- Born: November 25, 1917 Albany, New York
- Died: August 29, 2001 (aged 83) Schenectady, New York
- Citizenship: American
- Awards: Richard E. Bellman Control Heritage Award (1985) Rufus Oldenburger Medal (1990)
- Scientific career
- Fields: Control theory

= Harold Chestnut =

American engineer (1917–2001)

Harold (Hall) Chestnut (November 25, 1917 – August 29, 2001) was an American electrical engineer, control engineer and manager at General Electric and author, who helped establish the fields of control theory and systems engineering.

==Biography==
He was born in Albany, New York, where his father, educated as a civil engineer, and worked in the family candy business. Chestnut was raised in the 1920s and went on a scholarship to MIT in 1934 to study chemical engineering. In the first year he was awarded for his outstanding performance in chemistry, but switched anyway to electrical engineering and became co-op student. After five years of study he received a combined B.S. and M.S. degree in electrical engineering in 1940. Chestnut received further on-the-job training in General Electric's Advanced Engineering Program (AEP). Later in his career he received two honorary doctorates in engineering, in 1966 from Case Institute of Technology in 1972 from Villanova University.

In 1940 Chestnut began a lifelong career with General Electric, which would last until his retirement in 1983. He married Erma Ruth Callaway Chestnut in 1944 and they had three sons. During the Second World War, Chestnut was both a student and an instructor in General Electric's well-known Advanced Engineering Program. He worked on the design of the central fire-control system and remotely controlled gun turrets used on the B-29 aircraft.

Later he worked in the Aeronautics and Ordnance Department and the Systems Engineering and Analysis branch of the Advanced Technology Laboratory, where he served as manager from 1956 to 1972. Here he worked on a wide variety of technical problems including reliability issues in rapid transit and the Apollo mission to the moon. Later in his career he returned to the field of electric power. This time the focus was power systems automation.

From 1957 to 1959 he was the first president of the International Federation of Automatic Control (IFAC). After his term as president, he chaired the technical board from 1961 to 1966 and the Systems Engineering technical committee for another three years. He served as honorary editor from 1969 to 1972 and was the first adviser appointed for life in 1984. Chestnut was also involved in the IEEE since its establishment in 1963 and served as its president in 1973. He was active in the formation of the IEEE History Center and the International Federation of Automatic Control.

In 1961 Chestnut edited Automatica: The International Journal on Automatic Control and Automation. He also became editor of a John Wiley book series on systems engineering and analysis. In this series Chestnut published his own books.

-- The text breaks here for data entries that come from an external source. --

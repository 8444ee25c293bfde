//! Worker threads and pipeline lifecycle.
//!
//! One capture worker per camera pulls frames at whatever rate the source
//! delivers and offers them to the shared bounded channel. A single
//! processing worker drains the channel, runs detection with the matching
//! per-camera model, and publishes the newest result per camera. Because
//! processing is single-threaded, the background models are single-writer
//! by construction and carry no locks.
//!
//! Every worker observes the stop flag within its bounded wait (capture:
//! idle sleep, processing: take timeout), so `stop()` completes promptly
//! and releases every camera handle.

use std::sync::atomic::{AtomicBool, Ordering};
use std::sync::Arc;
use std::thread::JoinHandle;
use std::time::{Duration, Instant};

use anyhow::{anyhow, Result};

use crate::cache::ResultCache;
use crate::channel::{BoundedFrameChannel, Offer, Take};
use crate::config::PipelineConfig;
use crate::detect::{
    make_estimator, DetectError, Detector, ForegroundEstimator, ModelParams, ProcessingMode,
};
use crate::frame::Frame;
use crate::ingest::{FrameSource, ReadOutcome};
use crate::metrics::MetricsTracker;

/// Bounded wait inside the processing loop; doubles as the stop-flag
/// observation interval.
const TAKE_WAIT: Duration = Duration::from_millis(100);
/// Idle wait when a source has no frame yet. Small enough that a stop
/// request is still observed well inside the 100 ms bound.
const IDLE_WAIT: Duration = Duration::from_millis(5);

/// Running pipeline handle. Dropping it without calling `stop` leaves the
/// workers running detached; call `stop` to shut down and join.
pub struct Pipeline {
    stop: Arc<AtomicBool>,
    channel: Arc<BoundedFrameChannel>,
    cache: Arc<ResultCache>,
    metrics: Arc<MetricsTracker>,
    capture_handles: Vec<JoinHandle<()>>,
    processing_handle: Option<JoinHandle<()>>,
}

impl Pipeline {
    /// Spawn capture workers for every source plus the processing worker.
    ///
    /// Source order defines camera indices: `sources[i]` becomes camera
    /// `i` everywhere (models, cache slots, metrics).
    pub fn start(config: PipelineConfig, sources: Vec<Box<dyn FrameSource>>) -> Result<Self> {
        if sources.is_empty() {
            return Err(anyhow!("pipeline needs at least one camera source"));
        }
        let cameras = sources.len();
        let stop = Arc::new(AtomicBool::new(false));
        let channel = Arc::new(BoundedFrameChannel::new(config.channel_capacity));
        let cache = Arc::new(ResultCache::new(cameras));
        let metrics = Arc::new(MetricsTracker::new(cameras));

        let mut worker = ProcessingWorker::new(
            &config,
            cameras,
            channel.clone(),
            cache.clone(),
            metrics.clone(),
            stop.clone(),
        );
        let processing_handle = std::thread::spawn(move || worker.run());

        let capture_handles = sources
            .into_iter()
            .enumerate()
            .map(|(id, source)| {
                let channel = channel.clone();
                let metrics = metrics.clone();
                let stop = stop.clone();
                std::thread::spawn(move || run_capture(id, source, channel, metrics, stop))
            })
            .collect();

        log::info!(
            "pipeline started: {} cameras, channel capacity {}, {:?} mode",
            cameras,
            config.channel_capacity,
            config.mode
        );

        Ok(Self {
            stop,
            channel,
            cache,
            metrics,
            capture_handles,
            processing_handle: Some(processing_handle),
        })
    }

    pub fn cache(&self) -> Arc<ResultCache> {
        self.cache.clone()
    }

    pub fn metrics(&self) -> Arc<MetricsTracker> {
        self.metrics.clone()
    }

    /// Signal shutdown without joining. `stop` must still be called to
    /// reap the worker threads.
    pub fn request_stop(&self) {
        self.stop.store(true, Ordering::Relaxed);
    }

    /// Stop all workers and wait for them to exit.
    pub fn stop(mut self) -> Result<()> {
        self.stop.store(true, Ordering::Relaxed);
        self.channel.close();
        for (id, handle) in self.capture_handles.drain(..).enumerate() {
            handle
                .join()
                .map_err(|_| anyhow!("capture worker {} panicked", id))?;
        }
        if let Some(handle) = self.processing_handle.take() {
            handle
                .join()
                .map_err(|_| anyhow!("processing worker panicked"))?;
        }
        log::info!("pipeline stopped");
        Ok(())
    }
}

// ----------------------------------------------------------------------------
// Capture worker
// ----------------------------------------------------------------------------

fn run_capture(
    source_id: usize,
    mut source: Box<dyn FrameSource>,
    channel: Arc<BoundedFrameChannel>,
    metrics: Arc<MetricsTracker>,
    stop: Arc<AtomicBool>,
) {
    if let Err(err) = source.open() {
        log::error!("camera {}: open failed: {:#}", source_id, err);
        return;
    }
    log::info!("camera {}: capturing from {}", source_id, source.describe());

    while !stop.load(Ordering::Relaxed) {
        match source.read_frame() {
            Ok(ReadOutcome::Captured(img)) => {
                let frame = Frame::new(
                    img.pixels,
                    img.width,
                    img.height,
                    img.format,
                    source_id,
                    Instant::now(),
                );
                match channel.offer(frame) {
                    Offer::Accepted => {}
                    Offer::Dropped => {
                        // Overload: this frame is sacrificed, queued frames
                        // keep their order.
                        metrics.frame_dropped(source_id);
                        log::debug!("camera {}: channel full, frame dropped", source_id);
                    }
                    Offer::Closed => break,
                }
            }
            Ok(ReadOutcome::Pending) => std::thread::sleep(IDLE_WAIT),
            Ok(ReadOutcome::Closed) => {
                log::info!("camera {}: source closed, stopping this capture", source_id);
                break;
            }
            Err(err) => {
                log::warn!("camera {}: read failed, retrying: {:#}", source_id, err);
                std::thread::sleep(IDLE_WAIT);
            }
        }
    }
    source.release();
}

// ----------------------------------------------------------------------------
// Processing worker
// ----------------------------------------------------------------------------

struct ProcessingWorker {
    detector: Detector,
    estimators: Vec<Box<dyn ForegroundEstimator>>,
    mode: ProcessingMode,
    params: ModelParams,
    staleness_budget: Duration,
    channel: Arc<BoundedFrameChannel>,
    cache: Arc<ResultCache>,
    metrics: Arc<MetricsTracker>,
    stop: Arc<AtomicBool>,
}

impl ProcessingWorker {
    fn new(
        config: &PipelineConfig,
        cameras: usize,
        channel: Arc<BoundedFrameChannel>,
        cache: Arc<ResultCache>,
        metrics: Arc<MetricsTracker>,
        stop: Arc<AtomicBool>,
    ) -> Self {
        let params = ModelParams {
            history: config.detection.history,
            var_threshold: config.detection.var_threshold,
        };
        Self {
            detector: Detector::new(config.detection.clone()),
            estimators: (0..cameras)
                .map(|_| make_estimator(config.mode, params))
                .collect(),
            mode: config.mode,
            params,
            staleness_budget: config.staleness_budget,
            channel,
            cache,
            metrics,
            stop,
        }
    }

    fn run(&mut self) {
        log::info!("processing worker running ({:?} mode)", self.mode);
        loop {
            match self.channel.take(TAKE_WAIT) {
                Take::TimedOut => {
                    if self.stop.load(Ordering::Relaxed) {
                        break;
                    }
                }
                Take::Closed => break,
                Take::Frame(frame) => {
                    self.metrics.set_queue_depth(self.channel.depth());
                    self.handle_frame(frame);
                }
            }
        }
        log::info!("processing worker stopped");
    }

    fn handle_frame(&mut self, frame: Frame) {
        let source = frame.source;

        // Under sustained overload, catching up on old frames only makes
        // the output lag worse; recency wins over completeness.
        let age = frame.age(Instant::now());
        if age > self.staleness_budget {
            self.metrics.frame_stale(source);
            log::debug!("camera {}: frame {} ms old, discarded", source, age.as_millis());
            return;
        }

        let Some(estimator) = self.estimators.get_mut(source) else {
            log::warn!("frame from unknown camera {} discarded", source);
            return;
        };
        match self.detector.process(frame, estimator.as_mut()) {
            Ok(result) => {
                self.cache.publish(result);
                self.metrics.frame_processed(source);
            }
            Err(DetectError::Foreground(err)) if self.mode == ProcessingMode::Accelerated => {
                self.fall_back(err);
            }
            Err(err) => {
                log::warn!("camera {}: frame skipped: {}", source, err);
            }
        }
    }

    /// One-time switch to the baseline path after an accelerated failure.
    ///
    /// Sticky for the rest of the run; the models are rebuilt for the
    /// baseline backend, so warm-up restarts once.
    fn fall_back(&mut self, err: anyhow::Error) {
        log::warn!(
            "accelerated foreground estimation failed ({:#}); using baseline for the rest of the run",
            err
        );
        self.mode = ProcessingMode::Baseline;
        self.estimators = (0..self.estimators.len())
            .map(|_| make_estimator(self.mode, self.params))
            .collect();
    }
}

// ----------------------------------------------------------------------------
// Tests
// ----------------------------------------------------------------------------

In the 1980s and 1990s, after retirement, he created the "Supplemental Ways of Improving International Stability (SWIIS) Foundation" to identify and implement "supplemental ways to improve international stability". He devoted those years to this effort, in which he applied principles from the control field, such as stability and feedback, to international political realities.

Harold Chestnut received many awards: In 1966 he received an Honorary Doctorate in engineering from Case Western Reserve University and in 1972 from Villanova University. In 1984 he won the IEEE Centennial Medal and in 1985 the AACC's Richard E. Bellman Control Heritage Award. In 1981 he received the prestigious Honda Prize for ecotechnology, which included a substantial financial award from the Japan’s Honda Foundation. He was also named a Fellow of the AIEE, ISA, and AAAS. He was elected to the US National Academy of Engineering in 1974 and selected as a Case Centennial Scholar in 1980.

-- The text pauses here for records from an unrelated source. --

//! Binary morphology for mask cleanup.
//!
//! The detector runs a small-kernel opening (erode, dilate) to remove
//! isolated speckle, then a larger-kernel closing (dilate, erode) to merge
//! nearby fragments of the same object. Opening must come first: closing a
//! speckled mask would grow the speckle into spurious blobs.
//!
//! Kernels are elliptical, matching the 3x3 cross and 5x5 disc shapes the
//! detection parameters were tuned against. Out-of-bounds neighbors count
//! as background.

/// Structuring element as a list of (dx, dy) offsets.
#[derive(Clone, Copy, Debug)]
pub enum Kernel {
    /// 3x3 ellipse: a cross.
    Small,
    /// 5x5 ellipse: a disc without the four corners.
    Large,
}

const SMALL_OFFSETS: [(i32, i32); 5] = [(0, 0), (-1, 0), (1, 0), (0, -1), (0, 1)];

const LARGE_OFFSETS: [(i32, i32); 17] = [
    (0, -2),
    (-2, -1),
    (-1, -1),
    (0, -1),
    (1, -1),
    (2, -1),
    (-2, 0),
    (-1, 0),
    (0, 0),
    (1, 0),
    (2, 0),
    (-2, 1),
    (-1, 1),
    (0, 1),
    (1, 1),
    (2, 1),
    (0, 2),
];

impl Kernel {
    fn offsets(self) -> &'static [(i32, i32)] {
        match self {
            Kernel::Small => &SMALL_OFFSETS,
            Kernel::Large => &LARGE_OFFSETS,
        }
    }
}

pub fn erode(mask: &[u8], width: u32, height: u32, kernel: Kernel) -> Vec<u8> {
    let (w, h) = (width as i32, height as i32);
    let mut out = vec![0u8; mask.len()];
    for y in 0..h {
        for x in 0..w {
            let mut keep = true;
            for &(dx, dy) in kernel.offsets() {
                let (nx, ny) = (x + dx, y + dy);
                if nx < 0 || ny < 0 || nx >= w || ny >= h {
                    keep = false;
                    break;
                }
                if mask[(ny * w + nx) as usize] == 0 {
                    keep = false;
                    break;
                }
            }
            if keep {
                out[(y * w + x) as usize] = 255;
            }
        }
    }
    out
}

pub fn dilate(mask: &[u8], width: u32, height: u32, kernel: Kernel) -> Vec<u8> {
    let (w, h) = (width as i32, height as i32);
    let mut out = vec![0u8; mask.len()];
    for y in 0..h {
        for x in 0..w {
            for &(dx, dy) in kernel.offsets() {
                let (nx, ny) = (x + dx, y + dy);
                if nx < 0 || ny < 0 || nx >= w || ny >= h {
                    continue;
                }
                if mask[(ny * w + nx) as usize] != 0 {
                    out[(y * w + x) as usize] = 255;
                    break;
                }
            }
        }
    }
    out
}

/// Erode then dilate. Removes structures smaller than the kernel.
pub fn open(mask: &[u8], width: u32, height: u32, kernel: Kernel) -> Vec<u8> {
    let eroded = erode(mask, width, height, kernel);
    dilate(&eroded, width, height, kernel)
}

/// Dilate then erode. Bridges gaps smaller than the kernel.
pub fn close(mask: &[u8], width: u32, height: u32, kernel: Kernel) -> Vec<u8> {
    let dilated = dilate(mask, width, height, kernel);
    erode(&dilated, width, height, kernel)
}

#[cfg(test)]
mod tests {
    use super::*;

    fn block(w: usize, h: usize, x0: usize, y0: usize, bw: usize, bh: usize) -> Vec<u8> {
        let mut mask = vec![0u8; w * h];
        for y in y0..(y0 + bh).min(h) {
            for x in x0..(x0 + bw).min(w) {
                mask[y * w + x] = 255;
            }
        }
        mask
    }

    #[test]
    fn opening_removes_single_pixel_speckle() {
        let mut mask = vec![0u8; 100];
        mask[55] = 255;
        let out = open(&mask, 10, 10, Kernel::Small);
        assert!(out.iter().all(|&v| v == 0));
    }

    #[test]
    fn opening_preserves_a_solid_block() {
        let mask = block(20, 20, 5, 5, 8, 8);
        let out = open(&mask, 20, 20, Kernel::Small);
        // Interior intact after open.
        for y in 7..11usize {
            for x in 7..11usize {
                assert_eq!(out[y * 20 + x], 255, "({},{})", x, y);
            }
        }
    }

    #[test]
    fn closing_bridges_a_small_gap() {
        // Two blocks separated by a 2px vertical gap.
        let mut mask = block(30, 10, 2, 2, 10, 6);
        for (i, v) in block(30, 10, 14, 2, 10, 6).iter().enumerate() {
            if *v != 0 {
                mask[i] = 255;
            }
        }
        let out = close(&mask, 30, 10, Kernel::Large);
        // The gap row between the blocks is now filled.
        assert_eq!(out[4 * 30 + 12], 255);
        assert_eq!(out[4 * 30 + 13], 255);
    }

    #[test]
    fn erode_treats_border_as_background() {
        let mask = vec![255u8; 25];
        let out = erode(&mask, 5, 5, Kernel::Small);
        // Border ring eroded away, center survives.
        assert_eq!(out[0], 0);
        assert_eq!(out[2 * 5 + 2], 255);
    }
}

In 1998 Harold Chestnut and the Chestnut Family provided a gift to IFAC for the IFAC Textbook Prize. The income from this donation funds the award for an outstanding textbook author recognized at each IFAC Congress.

== Work ==
Harold Chestnut worked in the fields of Control system, control theory and systems engineering.

==Publications==
Harold Chestnut published several articles and books, including:
- 1951. Servomechanisms and Regulating Systems Design. Vol. 1, with R.W. Mayer, Wiley.
- 1955. Servomechanisms and Regulating Systems Design. Vol. 2, with R.W. Mayer, Wiley.
- 1965. Systems Engineering Tools. Wiley.
- 1967. Systems Engineering Methods. Wiley.

Articles:
- 1970. "Information requirements for systems understanding". In: IEEE Trans. Syst. Sci. Cybern.. Vol. SSC-6. pp. 3–12, Jan. 1970.